En ese nivel de producción y la continuada disminución de la actividad privada podría terminar por conducir al colapso del sistema de salud, el sistema eléctrico, el sistema de suministro de agua y el resto de los servicios públicos, áreas que ya se encuentran severamente afectadas por la crisis económica.

Irónicamente, el sector que parece estar en mejores condiciones para resistir los embates de la crisis es precisamente el que los expertos identifican como el gran causante de la crisis: el chavismo.

Eso se debe, explica Moya-Ocampos, a que Venezuela es hoy gobernada por un régimen forajido que ha comenzado a reemplazar la caída de la renta petrolera con los ingresos que obtiene a través del narcotráfico, la minería ilegal y el contrabando de gasolina.

Esos ingresos, “hacen posible el mantenimiento de Maduro en el poder. [Y él seguirá allí] a menos que los militares le quiten el apoyo o que una fuerza regional busque de alguna manera coadyuvar al restablecimiento del orden constitucional y democrático en Venezuela”, señaló Moya-Ocampos.

La crisis económica y la presión internacional aseguran que el 2019 termine siendo un año de gran turbulencia.

Por un lado, el creciente rechazo internacional al régimense consolidará en el 2019, después de la nueva juramentación de Maduro, y es muy probable que Estados Unidos termine declarado a Venezuela como estado que promueve al terrorismo por sus estrechos vínculos con el Ejército de Liberación Nacional (ELN) de Colombia y la agrupación Hezbolá del Medio Oriente.

Pero por otro lado también están las expectativas de un incremento de la presión interna, en la medida en que las condiciones económicas continúen deteriorándose, causando aún más dolor y sufrimiento a la población venezolana.
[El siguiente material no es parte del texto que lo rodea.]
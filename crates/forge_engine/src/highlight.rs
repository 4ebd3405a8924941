/// Optional syntax-highlighting collaborator. The shell renders plain text
/// when no real implementation is wired in; the feature degrades silently.
pub trait Highlighter: Send + Sync {
    /// Returns highlighted markup for `code`, or `None` to fall back to the
    /// raw text.
    fn highlight(&self, language: &str, code: &str) -> Option<String>;
}

/// Stand-in used when no highlighting collaborator is available.
#[derive(Debug, Default, Clone, Copy)]
pub struct NullHighlighter;

impl Highlighter for NullHighlighter {
    fn highlight(&self, _language: &str, _code: &str) -> Option<String> {
        None
    }
}

/// Language hint derived from the filename extension.
pub fn language_hint(filename: &str) -> &'static str {
    match filename.rsplit('.').next() {
        Some("html") | Some("htm") => "html",
        Some("css") => "css",
        Some("js") | Some("mjs") => "javascript",
        Some("json") => "json",
        Some("md") => "markdown",
        Some("svg") | Some("xml") => "xml",
        _ => "plaintext",
    }
}
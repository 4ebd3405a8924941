use std::fs;
use std::io::{self, Write};
use std::path::{Path, PathBuf};

use tempfile::NamedTempFile;
use thiserror::Error;

#[derive(Debug, Error)]
pub enum PersistError {
    #[error("output directory missing or not writable: {0}")]
    OutputDir(String),
    #[error("io error: {0}")]
    Io(#[from] io::Error),
}

/// Ensure output directory exists; create if missing.
pub fn ensure_output_dir(dir: &Path) -> Result<(), PersistError> {
    if dir.exists() {
        let meta = fs::metadata(dir).map_err(|e| PersistError::OutputDir(e.to_string()))?;
        if !meta.is_dir() {
            return Err(PersistError::OutputDir("path is not a directory".into()));
        }
    } else {
        fs::create_dir_all(dir).map_err(|e| PersistError::OutputDir(e.to_string()))?;
    }
    // Basic writability probe: try creating a temp file.
    NamedTempFile::new_in(dir).map_err(|e| PersistError::OutputDir(e.to_string()))?;
    Ok(())
}

/// Atomically write content to `{dir}/{filename}` by writing a temp file
/// then renaming. Used for the exported archive so a failed save never
/// leaves a half-written ZIP behind.
pub struct ArchiveSink {
    dir: PathBuf,
}

impl ArchiveSink {
    pub fn new(dir: PathBuf) -> Self {
        Self { dir }
    }

    pub fn write(&self, filename: &str, bytes: &[u8]) -> Result<PathBuf, PersistError> {
        ensure_output_dir(&self.dir)?;

        let target = self.dir.join(filename);
        let mut tmp = NamedTempFile::new_in(&self.dir)?;
        tmp.write_all(bytes)?;
        tmp.flush()?;
        tmp.as_file_mut().sync_all()?;

        // Replace existing file if present to keep determinism.
        if target.exists() {
            fs::remove_file(&target)?;
        }
        tmp.persist(&target)
            .map_err(|e| PersistError::Io(e.error))?;
        Ok(target)
    }
}
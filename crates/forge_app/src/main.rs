mod shell;

fn main() -> anyhow::Result<()> {
    shell::run()
}
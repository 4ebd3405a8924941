use std::sync::OnceLock;

use regex::Regex;
use thiserror::Error;

/// Entry point the synthesizer requires in the project.
pub const ENTRY_POINT: &str = "index.html";

#[derive(Debug, Error, Clone, Copy, PartialEq, Eq)]
pub enum SynthesisError {
    #[error("project has no {ENTRY_POINT} entry point")]
    MissingEntryPoint,
}

/// Forced on the preview root so the frame fills its container no matter
/// what the generated page styles itself with.
const FORCED_LAYOUT_CSS: &str = "\
html, body {
    height: 100% !important;
    margin: 0 !important;
    padding: 0 !important;
    width: 100% !important;
    overflow-x: hidden;
}
";

fn stylesheet_link_regex() -> &'static Regex {
    static LINK: OnceLock<Regex> = OnceLock::new();
    LINK.get_or_init(|| {
        Regex::new(r#"(?i)<link\s+[^>]*rel=["']stylesheet["'][^>]*>"#).expect("link pattern")
    })
}

/// Assembles one self-contained HTML document from the project files, in
/// store order: `index.html` as the base, every `.css` entry in one style
/// block, every `.js` entry in one script block. Pure function of its input;
/// the same entries always yield the identical string.
pub fn synthesize_preview(files: &[(String, String)]) -> Result<String, SynthesisError> {
    let base = files
        .iter()
        .find(|(name, _)| name == ENTRY_POINT)
        .map(|(_, content)| content.as_str())
        .ok_or(SynthesisError::MissingEntryPoint)?;

    let lower = base.to_lowercase();
    let mut html = if lower.contains("<html") {
        base.to_string()
    } else {
        format!("<html><body>{base}</body></html>")
    };
    if !lower.contains("<!doctype html>") {
        html = format!("<!DOCTYPE html>\n{html}");
    }

    // The synthesized style block is the sole source of styling; external
    // stylesheet links would double-load or 404 on relative paths.
    html = stylesheet_link_regex().replace_all(&html, "").into_owned();

    let mut css = String::from(FORCED_LAYOUT_CSS);
    for (name, content) in files {
        if name.ends_with(".css") {
            css.push_str(&format!("\n/* --- {name} --- */\n{content}\n"));
        }
    }

    let mut js = String::new();
    for (name, content) in files {
        if name.ends_with(".js") {
            js.push_str(&format!("\n/* --- {name} --- */\n{content}\n"));
        }
    }

    let style_tag = format!("<style>{css}</style>");
    if html.contains("</head>") {
        html = html.replacen("</head>", &format!("{style_tag}\n</head>"), 1);
    } else if html.contains("<html>") {
        html = html.replacen("<html>", &format!("<html><head>{style_tag}</head>"), 1);
    } else {
        html = format!("{style_tag}\n{html}");
    }

    let script_tag = format!("<script>{js}</script>");
    if html.contains("</body>") {
        html = html.replacen("</body>", &format!("{script_tag}\n</body>"), 1);
    } else {
        html = format!("{html}\n{script_tag}");
    }

    Ok(html)
}
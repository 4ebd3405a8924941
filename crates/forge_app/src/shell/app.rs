use std::sync::mpsc;

use forge_core::{update, AppState};
use forge_engine::NullHighlighter;
use forge_logging::forge_info;

use super::effects::EffectRunner;
use super::logging::{self, LogDestination};
use super::settings::ShellSettings;
use super::{transcript, ui, ShellEvent};

pub fn run() -> anyhow::Result<()> {
    let settings = ShellSettings::from_args()?;
    logging::initialize(LogDestination::File);
    forge_info!(
        "watching transcript {:?}, exporting to {:?}",
        settings.transcript_path,
        settings.output_dir
    );

    let (tx, rx) = mpsc::channel::<ShellEvent>();
    transcript::spawn_watcher(
        settings.transcript_path.clone(),
        &settings.output_dir,
        settings.poll_interval,
        tx.clone(),
    );
    ui::spawn_input_reader(tx.clone());

    let mut runner = EffectRunner::new(tx, settings);
    // No real highlighting collaborator is wired in; the display falls back
    // to plain text.
    let highlighter = NullHighlighter;
    let mut state = AppState::new();
    ui::render(&state.view(), &highlighter);

    for event in rx {
        let msg = match event {
            ShellEvent::Core(msg) => msg,
            ShellEvent::Quit => break,
        };
        let (next, effects) = update(std::mem::take(&mut state), msg);
        state = next;
        runner.run(effects, &state.view());
        if state.consume_dirty() {
            ui::render(&state.view(), &highlighter);
        }
    }

    forge_info!("shutting down");
    Ok(())
}
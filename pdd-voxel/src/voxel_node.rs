use godot::classes::Node;
use godot::prelude::*;

use crate::log::{GodotLog, LogSink};

/// Printed once per instance when it enters the scene tree.
pub const READY_MESSAGE: &str = "PDDVoxelNode loaded: GDExtension is working.";

/// Scene node exposed to Godot as `PDDVoxelNode`.
///
/// Carries no state of its own yet. Instances are created and freed by the
/// engine; this crate never constructs one.
#[derive(GodotClass)]
#[class(base=Node, rename=PDDVoxelNode)]
pub struct PddVoxelNode {
    base: Base<Node>,
}

#[godot_api]
impl INode for PddVoxelNode {
    fn init(base: Base<Node>) -> Self {
        Self { base }
    }

    /// Called when the node and its children have entered the scene tree.
    fn ready(&mut self) {
        announce_ready(&mut GodotLog);
    }
}

// Methods, properties and signals exported to GDScript go here. None yet.
#[godot_api]
impl PddVoxelNode {}

fn announce_ready(log: &mut impl LogSink) {
    log.info(READY_MESSAGE);
}
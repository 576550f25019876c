use std::collections::BTreeMap;
use std::path::PathBuf;

use serde::Deserialize;

#[derive(Debug, Deserialize)]
struct Descriptor {
    configuration: Configuration,
    libraries: BTreeMap<String, toml::Value>,
}

#[derive(Debug, Deserialize)]
struct Configuration {
    entry_symbol: String,
    compatibility_minimum: String,
    #[serde(default)]
    reloadable: bool,
}

fn load_descriptor() -> Descriptor {
    let path = PathBuf::from(env!("CARGO_MANIFEST_DIR"))
        .join("..")
        .join("godot")
        .join("pdd_voxel.gdextension");
    let text = std::fs::read_to_string(&path).unwrap();
    toml::from_str(&text).unwrap()
}

#[test]
fn entry_symbol_matches_exported_function() {
    let descriptor = load_descriptor();
    assert_eq!(descriptor.configuration.entry_symbol, pdd_voxel::ENTRY_SYMBOL);
}

#[test]
fn requires_godot_4_2() {
    let descriptor = load_descriptor();
    assert_eq!(descriptor.configuration.compatibility_minimum, "4.2");
}

#[test]
fn library_is_hot_reloadable() {
    let descriptor = load_descriptor();
    assert!(descriptor.configuration.reloadable);
}

#[test]
fn every_desktop_platform_has_a_library() {
    let descriptor = load_descriptor();
    for platform in ["linux", "windows", "macos"] {
        assert!(
            descriptor.libraries.contains_key(platform),
            "no library declared for {platform}"
        );
    }
}
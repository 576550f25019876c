//! PDD Voxel Godot Extension
//!
//! A GDExtension library exposing the `PDDVoxelNode` scene node to Godot 4.
//! Godot locates the library through `pdd_voxel.gdextension` and calls
//! [`ENTRY_SYMBOL`] to start the initialization sequence.

use godot::prelude::*;

mod class_db;
pub mod lifecycle;
mod log;
mod voxel_node;

pub use voxel_node::{PddVoxelNode, READY_MESSAGE};

use class_db::EngineClassDb;
use lifecycle::TARGET_LEVEL;
use log::GodotLog;

/// Name of the exported entry function. Must match both the `entry_symbol`
/// in the `#[gdextension]` attribute below and the one in the descriptor.
pub const ENTRY_SYMBOL: &str = "pdd_voxel_library_init";

/// The extension entry point for PDD Voxel.
struct PddVoxelExtension;

#[gdextension(entry_symbol = pdd_voxel_library_init)]
unsafe impl ExtensionLibrary for PddVoxelExtension {
    fn min_level() -> InitLevel {
        TARGET_LEVEL.into()
    }

    fn on_level_init(level: InitLevel) {
        lifecycle::initialize(level.into(), &mut EngineClassDb::new(GodotLog));
    }

    fn on_level_deinit(level: InitLevel) {
        lifecycle::terminate(level.into(), &mut EngineClassDb::new(GodotLog));
    }
}
use godot::classes::ClassDb;
use godot::prelude::*;

use crate::lifecycle::{ClassDescriptor, ClassRegistrar};
use crate::log::LogSink;

/// [`ClassRegistrar`] backed by Godot's `ClassDB`.
///
/// godot-rust registers every `#[derive(GodotClass)]` type on its own, right
/// before the extension's `on_level_init` runs for that level. Registering
/// again would be a contract violation, so this only checks that the engine
/// now knows the class under the expected name and base. Silent on success.
pub struct EngineClassDb<L: LogSink> {
    log: L,
}

impl<L: LogSink> EngineClassDb<L> {
    pub fn new(log: L) -> Self {
        Self { log }
    }
}

impl<L: LogSink> ClassRegistrar for EngineClassDb<L> {
    fn register(&mut self, class: &ClassDescriptor) {
        let db = ClassDb::singleton();
        let name = StringName::from(class.name);

        let parent = db
            .class_exists(&name)
            .then(|| db.get_parent_class(&name).to_string());
        verify(class, parent.as_deref(), &mut self.log);
    }
}

/// Reports a class the engine does not know, or knows under another base.
/// `parent` is `None` when the class is missing from `ClassDB`.
fn verify(class: &ClassDescriptor, parent: Option<&str>, log: &mut impl LogSink) {
    match parent {
        None => log.error(&format!("{} is missing from ClassDB", class.name)),
        Some(parent) if parent != class.base => log.error(&format!(
            "{} registered with base {}, expected {}",
            class.name, parent, class.base
        )),
        Some(_) => {}
    }
}
use godot::prelude::*;

/// Destination for the extension's diagnostic lines.
///
/// Inside the engine this is Godot's output panel (see [`GodotLog`]). Code that
/// must stay testable without a running engine takes a `&mut impl LogSink`.
pub trait LogSink {
    fn info(&mut self, message: &str);
    fn error(&mut self, message: &str);
}

/// Forwards to `godot_print!` / `godot_error!`.
#[derive(Debug, Default, Clone, Copy)]
pub struct GodotLog;

impl LogSink for GodotLog {
    fn info(&mut self, message: &str) {
        godot_print!("{}", message);
    }

    fn error(&mut self, message: &str) {
        godot_error!("{}", message);
    }
}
Eso no quiere decir que nuevas olas de protestas conduzcan automáticamente a un cambio de régimen el próximo año. Maduro ya ha resistido este grado de agitación en el pasado y lleva algún tiempo preparándose para hacerlo de nuevo.

“El 2019 va a ser un año de más y más protestas. Sin embargo, mientras más fuertes sean las protestas, más fuerte va a ser la represión”, dijo Moya-Ocampos.

Todo va a depender, al final, de la proporción en que las fuerzas armadas del país continúen acompañando a Maduro en su camino hacia la consolidación de una dictadura castrista, o si en un punto en medio del caos deciden que dejarán de hacerlo, agregó.